[Saved entries]
* * * * * * *
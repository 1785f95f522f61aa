use serde::{Deserialize, Serialize};

#[derive(Debug, Clone, PartialEq, Serialize, Deserialize)]
pub struct ChatMessage {
    pub role: String,
    pub content: String,
}

impl ChatMessage {
    pub fn user(content: impl Into<String>) -> Self {
        Self {
            role: "user".to_string(),
            content: content.into(),
        }
    }
}

/// Sampling knobs understood by Ollama's native endpoints.
#[derive(Debug, Clone, Serialize)]
pub struct ModelOptions {
    pub temperature: f32,
}

#[derive(Debug, Clone, Serialize)]
pub struct GenerateRequest {
    pub model: String,
    pub prompt: String,
    pub stream: bool,
    #[serde(skip_serializing_if = "Option::is_none")]
    pub options: Option<ModelOptions>,
}

#[derive(Debug, Clone, Deserialize)]
pub struct GenerateResponse {
    pub response: String,
}

#[derive(Debug, Clone, Serialize)]
pub struct ChatRequest {
    pub model: String,
    pub messages: Vec<ChatMessage>,
    pub stream: bool,
    #[serde(skip_serializing_if = "Option::is_none")]
    pub options: Option<ModelOptions>,
}

#[derive(Debug, Clone, Deserialize)]
pub struct ChatResponse {
    pub message: ChatResponseMessage,
}

/// Reply message from `/api/chat`; only the text is required.
#[derive(Debug, Clone, Deserialize)]
pub struct ChatResponseMessage {
    #[serde(default)]
    pub role: Option<String>,
    pub content: String,
}

#[derive(Debug, Clone, Serialize)]
pub struct ChatCompletionRequest {
    pub model: String,
    pub messages: Vec<ChatMessage>,
    pub stream: bool,
    #[serde(skip_serializing_if = "Option::is_none")]
    pub temperature: Option<f32>,
}

#[derive(Debug, Clone, Deserialize)]
pub struct ChatCompletionResponse {
    pub choices: Vec<Choice>,
}

#[derive(Debug, Clone, Deserialize)]
pub struct Choice {
    pub message: CompletionMessage,
}

#[derive(Debug, Clone, Deserialize)]
pub struct CompletionMessage {
    #[serde(default)]
    pub content: Option<String>,
}
//! Summarizes a handful of canned emails against the configured model server.
//! Useful for checking a local model setup before pointing the browser
//! extension at the server.

use anyhow::Result;
use inbox_agent::{assistant::EmailAssistant, config, llm::create_inference_client, logging};
use tracing::{error, info};

struct SampleEmail {
    kind: &'static str,
    content: &'static str,
}

const SAMPLE_EMAILS: &[SampleEmail] = &[
    SampleEmail {
        kind: "Meeting Invite",
        content: "Subject: Quarterly Review Meeting - Please Confirm Attendance

Dear All,

This is a reminder for our upcoming Quarterly Review Meeting scheduled for next Friday, June 15th, \
from 10:00 AM to 12:00 PM in the Main Conference Room.

Agenda:
1. Q2 Performance Review
2. Q3 Goals and Objectives
3. Budget Allocation for Q3

Please confirm your attendance by responding to this email. If you cannot attend, please designate \
a representative from your department.

Best regards,
Sarah Johnson
Executive Assistant",
    },
    SampleEmail {
        kind: "Newsletter",
        content: "Subject: TechCo Monthly Newsletter - June 2023

Dear Subscribers,

Welcome to our June newsletter! Here's what's new at TechCo:

1. Product Launch: We're excited to announce the release of TechPro 5.0!
2. Upcoming Webinar: \"AI in Business\" - Join us on June 20th at 2 PM EST.
3. Customer Spotlight: How ACME Corp increased productivity by 30% using our solutions.
4. Job Openings: We're hiring! Check out our careers page for current opportunities.

The TechCo Team",
    },
    SampleEmail {
        kind: "Personal Email",
        content: "Subject: Summer Vacation Plans

Hey Alex,

I was thinking we could go to the beach for a week in August. I found a rental house right on the \
water that is available from August 15-22. Let me know if those dates work for you and your family.

We could do some kayaking, have a bonfire on the beach, and take a day trip to the nearby town.

Cheers,
Sam",
    },
    SampleEmail {
        kind: "Project Update",
        content: "Subject: Project Phoenix - Week 12 Update

Dear Stakeholders,

Accomplishments:
1. Completed the backend integration for the user authentication module
2. Finalized the UI designs for the dashboard and settings pages
3. Conducted successful load testing for up to 10,000 concurrent users

Challenges:
1. Encountered some issues with cross-browser compatibility, working on fixes

Next Steps:
1. Begin front-end implementation of the dashboard
2. Initiate the security audit process

We're still on track for our planned release date.

Best regards,
Emily Chen
Project Manager",
    },
];

#[tokio::main]
async fn main() -> Result<()> {
    let config = config::load().await?;
    let log_guard = logging::init(&config.server.logs)?;

    let assistant = EmailAssistant::new(create_inference_client(&config.llm)?);

    info!("Starting email summarization smoke run");

    let mut failures = 0;
    for sample in SAMPLE_EMAILS {
        info!("Testing {} email", sample.kind);
        match assistant.summarize(sample.content).await {
            Ok(summary) => {
                info!("Email summarization successful for {}", sample.kind);
                println!("--- {} ---\n{}\n", sample.kind, summary);
            }
            Err(e) => {
                failures += 1;
                error!("Error during {} email summarization: {}", sample.kind, e);
            }
        }
    }

    info!(
        "Email summarization smoke run completed: {} of {} failed",
        failures,
        SAMPLE_EMAILS.len()
    );

    log_guard.shutdown();

    if failures > 0 {
        anyhow::bail!("{} sample email(s) failed to summarize", failures);
    }

    Ok(())
}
* * * * * * *
### [What is required]
Could you transcribe the records in full, exactly?

### [Answer to this problem]
repository 1785f95f522f61aa
use serde::{Deserialize, Serialize};

#[derive(Debug, Clone, PartialEq, Serialize, Deserialize)]
pub struct ChatMessage {
    pub role: String,
    pub content: String,
}

impl ChatMessage {
    pub fn user(content: impl Into<String>) -> Self {
        Self {
            role: "user".to_string(),
            content: content.into(),
        }
    }
}

/// Sampling knobs understood by Ollama's native endpoints.
#[derive(Debug, Clone, Serialize)]
pub struct ModelOptions {
    pub temperature: f32,
}

#[derive(Debug, Clone, Serialize)]
pub struct GenerateRequest {
    pub model: String,
    pub prompt: String,
    pub stream: bool,
    #[serde(skip_serializing_if = "Option::is_none")]
    pub options: Option<ModelOptions>,
}

#[derive(Debug, Clone, Deserialize)]
pub struct GenerateResponse {
    pub response: String,
}

#[derive(Debug, Clone, Serialize)]
pub struct ChatRequest {
    pub model: String,
    pub messages: Vec<ChatMessage>,
    pub stream: bool,
    #[serde(skip_serializing_if = "Option::is_none")]
    pub options: Option<ModelOptions>,
}

#[derive(Debug, Clone, Deserialize)]
pub struct ChatResponse {
    pub message: ChatResponseMessage,
}

/// Reply message from `/api/chat`; only the text is required.
#[derive(Debug, Clone, Deserialize)]
pub struct ChatResponseMessage {
    #[serde(default)]
    pub role: Option<String>,
    pub content: String,
}

#[derive(Debug, Clone, Serialize)]
pub struct ChatCompletionRequest {
    pub model: String,
    pub messages: Vec<ChatMessage>,
    pub stream: bool,
    #[serde(skip_serializing_if = "Option::is_none")]
    pub temperature: Option<f32>,
}

#[derive(Debug, Clone, Deserialize)]
pub struct ChatCompletionResponse {
    pub choices: Vec<Choice>,
}

#[derive(Debug, Clone, Deserialize)]
pub struct Choice {
    pub message: CompletionMessage,
}

#[derive(Debug, Clone, Deserialize)]
pub struct CompletionMessage {
    #[serde(default)]
    pub content: Option<String>,
}
//! Summarizes a handful of canned emails against the configured model server.
//! Useful for checking a local model setup before pointing the browser
//! extension at the server.

use anyhow::Result;
use inbox_agent::{assistant::EmailAssistant, config, llm::create_inference_client, logging};
use tracing::{error, info};

struct SampleEmail {
    kind: &'static str,
    content: &'static str,
}

const SAMPLE_EMAILS: &[SampleEmail] = &[
    SampleEmail {
        kind: "Meeting Invite",
        content: "Subject: Quarterly Review Meeting - Please Confirm Attendance

Dear All,

This is a reminder for our upcoming Quarterly Review Meeting scheduled for next Friday, June 15th, \
from 10:00 AM to 12:00 PM in the Main Conference Room.

Agenda:
1. Q2 Performance Review
2. Q3 Goals and Objectives
3. Budget Allocation for Q3

Please confirm your attendance by responding to this email. If you cannot attend, please designate \
a representative from your department.

Best regards,
Sarah Johnson
Executive Assistant",
    },
    SampleEmail {
        kind: "Newsletter",
        content: "Subject: TechCo Monthly Newsletter - June 2023

Dear Subscribers,

Welcome to our June newsletter! Here's what's new at TechCo:

1. Product Launch: We're excited to announce the release of TechPro 5.0!
2. Upcoming Webinar: \"AI in Business\" - Join us on June 20th at 2 PM EST.
3. Customer Spotlight: How ACME Corp increased productivity by 30% using our solutions.
4. Job Openings: We're hiring! Check out our careers page for current opportunities.

The TechCo Team",
    },
    SampleEmail {
        kind: "Personal Email",
        content: "Subject: Summer Vacation Plans

Hey Alex,

I was thinking we could go to the beach for a week in August. I found a rental house right on the \
water that is available from August 15-22. Let me know if those dates work for you and your family.

We could do some kayaking, have a bonfire on the beach, and take a day trip to the nearby town.

Cheers,
Sam",
    },
    SampleEmail {
        kind: "Project Update",
        content: "Subject: Project Phoenix - Week 12 Update

Dear Stakeholders,

Accomplishments:
1. Completed the backend integration for the user authentication module
2. Finalized the UI designs for the dashboard and settings pages
3. Conducted successful load testing for up to 10,000 concurrent users

Challenges:
1. Encountered some issues with cross-browser compatibility, working on fixes

Next Steps:
1. Begin front-end implementation of the dashboard
2. Initiate the security audit process

We're still on track for our planned release date.

Best regards,
Emily Chen
Project Manager",
    },
];

#[tokio::main]
async fn main() -> Result<()> {
    let config = config::load().await?;
    let log_guard = logging::init(&config.server.logs)?;

    let assistant = EmailAssistant::new(create_inference_client(&config.llm)?);

    info!("Starting email summarization smoke run");

    let mut failures = 0;
    for sample in SAMPLE_EMAILS {
        info!("Testing {} email", sample.kind);
        match assistant.summarize(sample.content).await {
            Ok(summary) => {
                info!("Email summarization successful for {}", sample.kind);
                println!("--- {} ---\n{}\n", sample.kind, summary);
            }
            Err(e) => {
                failures += 1;
                error!("Error during {} email summarization: {}", sample.kind, e);
            }
        }
    }

    info!(
        "Email summarization smoke run completed: {} of {} failed",
        failures,
        SAMPLE_EMAILS.len()
    );

    log_guard.shutdown();

    if failures > 0 {
        anyhow::bail!("{} sample email(s) failed to summarize", failures);
    }

    Ok(())
}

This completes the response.